- The Federal Reserve raised interest rates by 25 basis points on Wednesday.
- It comes after Silicon Valley Bank’s collapse, and Fed Chair Powell said tightening from the bank chaos could be “equivalent” to a rate hike.
- But he stressed uncertainty with the impacts and said the Fed will continue using every tool it has to fight inflation.
Even after weeks of banking industry chaos, the head of the nation’s central bank made one thing certain — he’ll do everything in his power to keep fighting inflation.
On Wednesday, the Federal Open Market Committee (FOMC) announced it is raising interest rates by 25 basis points for the second time this year. It comes just weeks after federal regulators shut down Silicon Valley Bank (SVB) and later bailed out its depositors. The collapse raised heightened scrutiny over the Fed’s actions to ensure something like this can never happen again.
During the Wednesday press conference following the FOMC’s announcement, Fed Chair Jerome Powell was clear that he thinks the banking system “is sound and it’s resilient” — but he noted that following SVB’s collapse, there’s heightened uncertainty over how its aftermath could impact the economy.
“So we also assess, as I mentioned, that the events of the last two weeks are likely to result in some tightening credit conditions for households and businesses and thereby weigh on demand on the labor market and on inflation,” Powell said. “Such a tightening in financial conditions would work in the same direction as rate tightening in principle. As a matter of fact, you can think of it as being the equivalent of a rate hike, or perhaps more than that.”
“Of course,” he added, “it’s not possible to make that assessment today with any precision whatsoever.”
Leading up to the Wednesday interest rate decision, many Democratic lawmakers were urging Powell to pause the interest rate hikes to ensure another increase did not exacerbate the impacts of SVB’s collapse. Following the announcement, Massachusetts Sen. Warren — who has been unrelenting in her criticism of Powell over the past few days — wrote on Twitter that “Powell made a mistake not pausing its extreme interest rate hikes.”
“I’ve warned for months that the Fed’s current path risks throwing millions of Americans out of work,” she said. “We have many tools to fight inflation without pushing the economy off a cliff.”
Powell did note during his remarks that he “did consider” a pause in rate hikes in the days leading up to the FOMC meeting. But recent economic data showed inflation cooling down slightly in February while the economy added 311,000 jobs. The hot labor market and slower but still-high price increases showed that there’s still more work to be done to get inflation levels back down to the pre-pandemic 2% goal.

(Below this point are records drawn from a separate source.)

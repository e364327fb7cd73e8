//! Fixed physical geometry: the A4 sheet, the one supported label format and
//! the printable area left over by the print margins.

use serde::{Deserialize, Serialize};

use crate::types::{Mm, Size, SizeMm};

/// A4 sheet width
pub const SHEET_WIDTH: Mm = Mm::mm(210.0);
/// A4 sheet height
pub const SHEET_HEIGHT: Mm = Mm::mm(297.0);

/// Smallest allowed print margin
pub const MARGIN_MIN: Mm = Mm::mm(0.0);
/// Largest allowed print margin
pub const MARGIN_MAX: Mm = Mm::mm(50.0);

pub fn sheet_size() -> SizeMm {
    Size::new(SHEET_WIDTH, SHEET_HEIGHT)
}

/// Physical description of a label format.
#[derive(Debug, Clone, Copy, PartialEq)]
pub struct LabelDimensions {
    /// Short axis (the folder spine width)
    pub width: Mm,
    /// Long axis (the label length)
    pub height: Mm,
    pub name: &'static str,
    pub model: &'static str,
    pub labels_per_sheet: usize,
    pub folder_width: &'static str,
}

impl LabelDimensions {
    /// Size of the label as placed on the sheet.
    ///
    /// Labels lie across the sheet, so the declared width and height swap:
    /// placement width is the long axis and placement height the short one.
    pub fn effective_size(&self) -> SizeMm {
        Size::new(self.width, self.height).transposed()
    }
}

/// Avery Zweckform C32267 folder insert labels.
pub const C32267: LabelDimensions = LabelDimensions {
    width: Mm::mm(54.0),
    height: Mm::mm(190.0),
    name: "Avery C32267",
    model: "C32267",
    labels_per_sheet: 5,
    folder_width: "5,5 cm",
};

/// Supported label formats. There is exactly one.
#[derive(Debug, Clone, Copy, PartialEq, Eq, Hash, Default, Serialize, Deserialize)]
#[serde(rename_all = "lowercase")]
pub enum LabelFormat {
    #[default]
    Standard,
}

impl LabelFormat {
    pub fn dimensions(self) -> &'static LabelDimensions {
        match self {
            LabelFormat::Standard => &C32267,
        }
    }
}

/// One edge of the sheet, used to address a single margin.
#[derive(Debug, Clone, Copy, PartialEq, Eq, Hash)]
pub enum MarginSide {
    Top,
    Right,
    Bottom,
    Left,
}

/// Distances from the sheet edges to the printable area.
#[derive(Debug, Clone, Copy, PartialEq, Serialize, Deserialize)]
pub struct PrintMargins {
    pub top: Mm,
    pub right: Mm,
    pub bottom: Mm,
    pub left: Mm,
}

impl Default for PrintMargins {
    fn default() -> Self {
        Self::uniform(Mm::mm(10.0))
    }
}

impl PrintMargins {
    pub fn uniform(m: Mm) -> Self {
        Self { top: m, right: m, bottom: m, left: m }
    }

    pub fn get(&self, side: MarginSide) -> Mm {
        match side {
            MarginSide::Top => self.top,
            MarginSide::Right => self.right,
            MarginSide::Bottom => self.bottom,
            MarginSide::Left => self.left,
        }
    }

    /// Return a copy with one side replaced, clamped to `[0, 50]` mm.
    pub fn with_side(mut self, side: MarginSide, value: Mm) -> Self {
        let value = value.clamp(MARGIN_MIN, MARGIN_MAX);
        match side {
            MarginSide::Top => self.top = value,
            MarginSide::Right => self.right = value,
            MarginSide::Bottom => self.bottom = value,
            MarginSide::Left => self.left = value,
        }
        self
    }

    /// Every side clamped to `[0, 50]` mm.
    pub fn clamped(self) -> Self {
        Self {
            top: self.top.clamp(MARGIN_MIN, MARGIN_MAX),
            right: self.right.clamp(MARGIN_MIN, MARGIN_MAX),
            bottom: self.bottom.clamp(MARGIN_MIN, MARGIN_MAX),
            left: self.left.clamp(MARGIN_MIN, MARGIN_MAX),
        }
    }
}

/// Printable area inside the margins.
///
/// Not clamped: margins wider than the sheet yield negative dimensions, which
/// is a caller error.
pub fn available_area(margins: &PrintMargins) -> SizeMm {
    let area = Size::new(
        SHEET_WIDTH - margins.left - margins.right,
        SHEET_HEIGHT - margins.top - margins.bottom,
    );
    if area.w <= Mm::ZERO || area.h <= Mm::ZERO {
        crate::log::warn!(width = area.w.raw(), height = area.h.raw(), "printable area is degenerate");
    }
    area
}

“All of the evidence says that the public has confidence that we will do so, that we will bring inflation down to 2%. Over time, it is important that we sustain that confidence with our actions as well as our words,” Powell said.
At this point, it’s too early to tell how exactly SVB’s shutdown will impact consumers. The Federal Reserve said it will conduct an internal investigation to examine what led to the collapse, and other agencies like the Justice Department and Securities and Exchange Commission have launched investigations, as well.
But as those investigations play out, Powell wants Americans to know that the central bank will use all of its tools to bring prices down — and it won’t stop until it does.
“We’re very focused on getting inflation down,” Powell said. “And because we know in the longer run that that is the thing that will most benefit the people we serve.”